Hacker Pleads Guilty to Hijacking SEC’s X Account and Spreading Fake Bitcoin News
A shocking cybersecurity breach recently highlighted the vulnerabilities of digital finance and the growing use of hacking for market manipulation. A 25-year-old Alabama resident, Eric Council Jr., has pleaded guilty to hijacking the U.S. Securities and Exchange Commission’s (SEC) official X account, formerly known as Twitter. His motive was to spread false information about Bitcoin, causing a temporary surge in its price.
The breach, which took place on January 9, 2024, involved a sophisticated SIM-swapping attack. This method allowed Council to take control of the SEC’s official account by deceiving AT&T into transferring a linked phone number to a SIM card he controlled. Once inside, he and his unidentified co-conspirators posted a false announcement under SEC Chairman Gary Gensler’s name, misleading the public into believing that Bitcoin exchange-traded funds (ETFs) had been approved.
The false statement led to an immediate spike in Bitcoin’s value, with the price jumping by over $1,000. Investors, reacting to what seemed like a significant regulatory milestone, quickly pumped money into Bitcoin. However, when the fraudulent claims were exposed, the market reversed course, causing uncertainty and financial losses for traders who reacted to the misinformation.

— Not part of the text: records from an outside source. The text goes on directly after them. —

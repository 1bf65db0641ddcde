//! Rows of the tabular pipeline that directives operate on.

use serde::{Deserialize, Serialize};
use serde_json::{Map, Value};

/// A row is an ordered mapping from column name to value. Columns
/// keep the order in which they were first added; overwriting a
/// column's value does not move it.
#[derive(Debug, Clone, Default, PartialEq, Serialize, Deserialize)]
#[serde(transparent)]
pub struct Row {
  fields: Map<String, Value>,
}

impl Row {
  /// A new, empty row.
  pub fn new() -> Self {
    Self::default()
  }

  /// Sets the value of `column`, appending the column if it is not
  /// already present.
  pub fn add(&mut self, column: impl Into<String>, value: impl Into<Value>) {
    self.fields.insert(column.into(), value.into());
  }

  /// Builder-style variant of [`Row::add`].
  pub fn with(mut self, column: impl Into<String>, value: impl Into<Value>) -> Self {
    self.add(column, value);
    self
  }

  pub fn get_value(&self, column: &str) -> Option<&Value> {
    self.fields.get(column)
  }

  /// The position of `column` in this row, if present.
  pub fn find(&self, column: &str) -> Option<usize> {
    self.fields.keys().position(|name| name == column)
  }

  pub fn columns(&self) -> impl Iterator<Item = &str> + '_ {
    self.fields.keys().map(String::as_str)
  }

  pub fn len(&self) -> usize {
    self.fields.len()
  }

  pub fn is_empty(&self) -> bool {
    self.fields.is_empty()
  }
}

impl From<Map<String, Value>> for Row {
  fn from(fields: Map<String, Value>) -> Self {
    Self { fields }
  }
}

impl<K, V> FromIterator<(K, V)> for Row
where K: Into<String>,
      V: Into<Value> {
  fn from_iter<I: IntoIterator<Item = (K, V)>>(iter: I) -> Self {
    let mut row = Row::new();
    for (column, value) in iter {
      row.add(column, value);
    }
    row
  }
}
#[cfg(test)]
mod tests {
  use super::*;
  use crate::directive::context::Environment;
  use crate::row::test_utils::measurement;
  use crate::units::ParseError;

  use approx::assert_relative_eq;
  use serde_json::json;

  fn spec() -> AggregationSpec {
    AggregationSpec::new("size", "time", "total_size", "total_time")
  }

  fn output(row: &Row, column: &str) -> f64 {
    row.get_value(column).and_then(Value::as_f64).unwrap()
  }

  #[test]
  fn test_average_in_requested_units() {
    let mut rows = vec![measurement("1MB", "1s"), measurement("3MB", "3s")];
    let spec = spec().with_size_unit("MB").with_time_unit("s").with_operation(Operation::Average);
    aggregate(&mut rows, &spec).unwrap();
    for row in &rows {
      assert_eq!(output(row, "total_size"), 2.0);
      assert_eq!(output(row, "total_time"), 2.0);
    }
  }

  #[test]
  fn test_total_with_defaults() {
    let mut rows = vec![measurement("1KB", "1us"), measurement("0.5KB", "500ns")];
    aggregate(&mut rows, &spec()).unwrap();
    assert_eq!(output(&rows[0], "total_size"), 1536.0);
    assert_eq!(output(&rows[1], "total_time"), 1500.0);
  }

  #[test]
  fn test_mixed_units_and_case() {
    let mut rows = vec![
      measurement("512kb", "1500ms"),
      measurement("0.5 MB", "0.5S"),
      measurement("1mb", "1\u{b5}s"),
    ];
    let spec = spec().with_size_unit("mb").with_time_unit("s");
    aggregate(&mut rows, &spec).unwrap();
    assert_relative_eq!(output(&rows[2], "total_size"), 2.0);
    assert_relative_eq!(output(&rows[2], "total_time"), 2.000001, max_relative = 1e-12);
  }

  #[test]
  fn test_skips_rows_missing_a_column_but_annotates_them() {
    let mut rows = vec![
      measurement("2GB", "2h"),
      Row::new().with("size", "100GB"),
      Row::new().with("time", "100h"),
      Row::new().with("size", Value::Null).with("time", "1h"),
      measurement("4GB", "4h"),
    ];
    let spec = spec().with_size_unit("GB").with_time_unit("h").with_operation(Operation::Average);
    aggregate(&mut rows, &spec).unwrap();
    for row in &rows {
      assert_eq!(output(row, "total_size"), 3.0);
      assert_eq!(output(row, "total_time"), 3.0);
    }
  }

  #[test]
  fn test_output_columns_appended_or_overwritten() {
    let mut rows = vec![
      measurement("1B", "1ns").with("total_size", "stale"),
      measurement("1B", "1ns"),
    ];
    aggregate(&mut rows, &spec()).unwrap();
    assert_eq!(rows[0].columns().collect::<Vec<_>>(), vec!["size", "time", "total_size", "total_time"]);
    assert_eq!(rows[0].get_value("total_size"), Some(&json!(2.0)));
    assert_eq!(rows[1].find("total_time"), Some(3));
  }

  #[test]
  fn test_returns_same_rows_for_chaining() {
    let mut rows = vec![measurement("1B", "1ns")];
    let returned = aggregate(&mut rows, &spec()).unwrap();
    assert_eq!(returned.len(), 1);
    returned[0].add("chained", true);
    assert_eq!(rows[0].get_value("chained"), Some(&json!(true)));
  }

  #[test]
  fn test_no_valid_rows() {
    let mut rows = vec![Row::new().with("size", "1MB"), Row::new().with("other", 1)];
    let err = aggregate(&mut rows, &spec()).unwrap_err();
    assert!(matches!(err, ExecutionError::NoValidRows { .. }));
    assert!(err.to_string().starts_with("no valid rows"));
    assert_eq!(rows[0].find("total_size"), None);

    let mut empty: Vec<Row> = Vec::new();
    assert!(matches!(aggregate(&mut empty, &spec()), Err(ExecutionError::NoValidRows { .. })));
  }

  #[test]
  fn test_one_bad_cell_fails_the_batch() {
    let mut rows = vec![measurement("1MB", "1s"), measurement("1MB", "1 fortnight"), measurement("1MB", "1s")];
    let before = rows.clone();
    let err = aggregate(&mut rows, &spec()).unwrap_err();
    let ExecutionError::Literal { row, column, source } = &err else {
      panic!("Expected Literal error");
    };
    assert_eq!(*row, 1);
    assert_eq!(column, "time");
    assert!(matches!(source, ParseError::InvalidUnit { .. }));
    assert!(err.to_string().contains(&source.to_string()));
    assert_eq!(rows, before);
  }

  #[test]
  fn test_non_string_cells_are_parsed_as_text() {
    let mut rows = vec![Row::new().with("size", 1024).with("time", "1s")];
    let err = aggregate(&mut rows, &spec()).unwrap_err();
    assert!(matches!(err, ExecutionError::Literal { source: ParseError::MissingUnit { .. }, .. }));
  }

  #[test]
  fn test_invalid_output_unit() {
    let mut rows = vec![measurement("1MB", "1s")];
    let err = aggregate(&mut rows, &spec().with_size_unit("MiB")).unwrap_err();
    assert!(matches!(err, ExecutionError::InvalidOutputUnit(ParseError::InvalidUnit { .. })));
    let err = aggregate(&mut rows, &spec().with_time_unit("hours")).unwrap_err();
    assert!(matches!(err, ExecutionError::InvalidOutputUnit(ParseError::InvalidUnit { .. })));
    assert_eq!(rows[0].find("total_size"), None);
  }

  #[test]
  fn test_overflowing_total() {
    let huge = format!("{}PB", "9".repeat(300));
    let mut rows = vec![measurement(&huge, "1s")];
    let err = aggregate(&mut rows, &spec()).unwrap_err();
    assert_eq!(err, ExecutionError::NonFiniteResult { column: "total_size".to_owned() });
  }

  #[test]
  fn test_operation_parsing() {
    assert_eq!("total".parse::<Operation>(), Ok(Operation::Total));
    assert_eq!(" AVERAGE ".parse::<Operation>(), Ok(Operation::Average));
    assert_eq!("sum".parse::<Operation>(), Err(ExecutionError::InvalidOperation("sum".to_owned())));
    assert_eq!(Operation::Average.to_string(), "average");
  }

  #[test]
  fn test_spec_from_json_applies_defaults() {
    let spec: AggregationSpec = serde_json::from_value(json!({
      "size_column": "size",
      "time_column": "time",
      "size_output": "total_size",
      "time_output": "total_time",
    })).unwrap();
    assert_eq!(spec, self::spec());
    assert_eq!(spec.size_unit(), "B");
    assert_eq!(spec.time_unit(), "ns");
    assert_eq!(spec.operation(), Operation::Total);

    let spec: AggregationSpec = serde_json::from_value(json!({
      "size_column": "size",
      "time_column": "time",
      "size_output": "total_size",
      "time_output": "total_time",
      "operation": "Average",
    })).unwrap();
    assert_eq!(spec.operation(), Operation::Average);
    assert_eq!(serde_json::to_value(&spec).unwrap()["operation"], json!("average"));
  }

  #[test]
  fn test_usage_declares_seven_arguments() {
    let usage = AggregateStats::usage();
    let declared: Vec<_> = usage.arguments().iter()
      .map(|arg| (arg.name(), arg.kind(), arg.default()))
      .collect();
    assert_eq!(declared, vec![
      ("size_column", TokenKind::Column, None),
      ("time_column", TokenKind::Column, None),
      ("size_output", TokenKind::Text, None),
      ("time_output", TokenKind::Text, None),
      ("size_unit", TokenKind::Text, Some("B")),
      ("time_unit", TokenKind::Text, Some("ns")),
      ("operation", TokenKind::Text, Some("total")),
    ]);
  }

  #[test]
  fn test_from_arguments() {
    let args = ["size", ":time", "avg_size", "avg_time", "KB", "ms", "average"]
      .map(String::from)
      .to_vec();
    let bound = AggregateStats::usage().bind(args).unwrap();
    let directive = AggregateStats::from_arguments(&bound).unwrap();
    assert_eq!(directive.spec(), &AggregationSpec::new("size", "time", "avg_size", "avg_time")
      .with_size_unit("KB")
      .with_time_unit("ms")
      .with_operation(Operation::Average));

    let bound = AggregateStats::usage().bind(["size", "time", "a", "b"].map(String::from).to_vec()).unwrap();
    let directive = AggregateStats::from_arguments(&bound).unwrap();
    assert_eq!(directive.spec(), &AggregationSpec::new("size", "time", "a", "b"));
  }

  #[test]
  fn test_from_arguments_rejects_unknown_operation() {
    let args = ["size", "time", "a", "b", "B", "ns", "median"].map(String::from).to_vec();
    let bound = AggregateStats::usage().bind(args).unwrap();
    let err = AggregateStats::from_arguments(&bound).unwrap_err();
    assert!(matches!(err, Error::ExecutionError(ExecutionError::InvalidOperation(_))));
  }

  #[test]
  fn test_execute_as_directive() {
    let directive = AggregateStats::new(spec().with_size_unit("KB"));
    let mut rows = vec![measurement("1MB", "1s")];
    let context = ExecutorContext::new(Environment::Preview);
    directive.execute(&mut rows, &context).unwrap();
    assert_eq!(output(&rows[0], "total_size"), 1024.0);
    assert_eq!(output(&rows[0], "total_time"), 1e9);
  }
}
//! The environment a directive runs in.

use serde::{Deserialize, Serialize};

use std::fmt::{self, Display, Formatter};

/// Where a pipeline is being executed.
#[derive(Debug, Clone, Copy, Default, PartialEq, Eq, Serialize, Deserialize)]
#[serde(rename_all = "lowercase")]
pub enum Environment {
  Service,
  #[default]
  Transform,
  Preview,
}

/// Execution context handed to every directive.
#[derive(Debug, Clone, Default, PartialEq, Eq)]
pub struct ExecutorContext {
  environment: Environment,
}

impl ExecutorContext {
  pub fn new(environment: Environment) -> Self {
    Self { environment }
  }

  pub fn environment(&self) -> Environment {
    self.environment
  }
}

impl Display for Environment {
  fn fmt(&self, f: &mut Formatter<'_>) -> fmt::Result {
    let name = match self {
      Environment::Service => "service",
      Environment::Transform => "transform",
      Environment::Preview => "preview",
    };
    write!(f, "{}", name)
  }
}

Investigators later discovered that Council had been financially motivated. He was paid in Bitcoin for orchestrating the attack, although the exact amount remains unclear. Court records also indicate that in the days following the incident, he actively researched ways to detect an FBI investigation, signaling that he anticipated law enforcement scrutiny.
Despite his attempts to evade detection, federal authorities tracked him down and arrested him on October 17, 2024. His capture highlights the growing role of digital forensics in cybercrime investigations. Council formally entered a guilty plea on February 10, 2025, admitting to charges of conspiracy to commit aggravated identity theft and access device fraud. He now faces a maximum prison sentence of five years, with his final sentencing scheduled for May 16, 2025.
This case serves as a critical reminder of the rise in SIM-swapping attacks, a hacking method that exploits security lapses in mobile carriers to gain control of high-value accounts. It emphasizes the importance of multi-factor authentication and enhanced security precautions for businesses and individuals. The SEC breach underscores the vulnerability of financial markets to false information and the potential for widespread economic consequences.
In response to the attack, SEC Chairman Gary Gensler reiterated the agency’s commitment to stronger cybersecurity measures. As cybercriminals become increasingly sophisticated, financial institutions and regulatory agencies must prioritize enhanced safeguards to prevent similar incidents in the future.
This incident serves as a lesson for investors, regulators, and tech companies alike. In an era where digital threats continue to evolve, maintaining strong security protocols is no longer optional. It is a necessity to preserve trust in financial systems and protect against manipulation.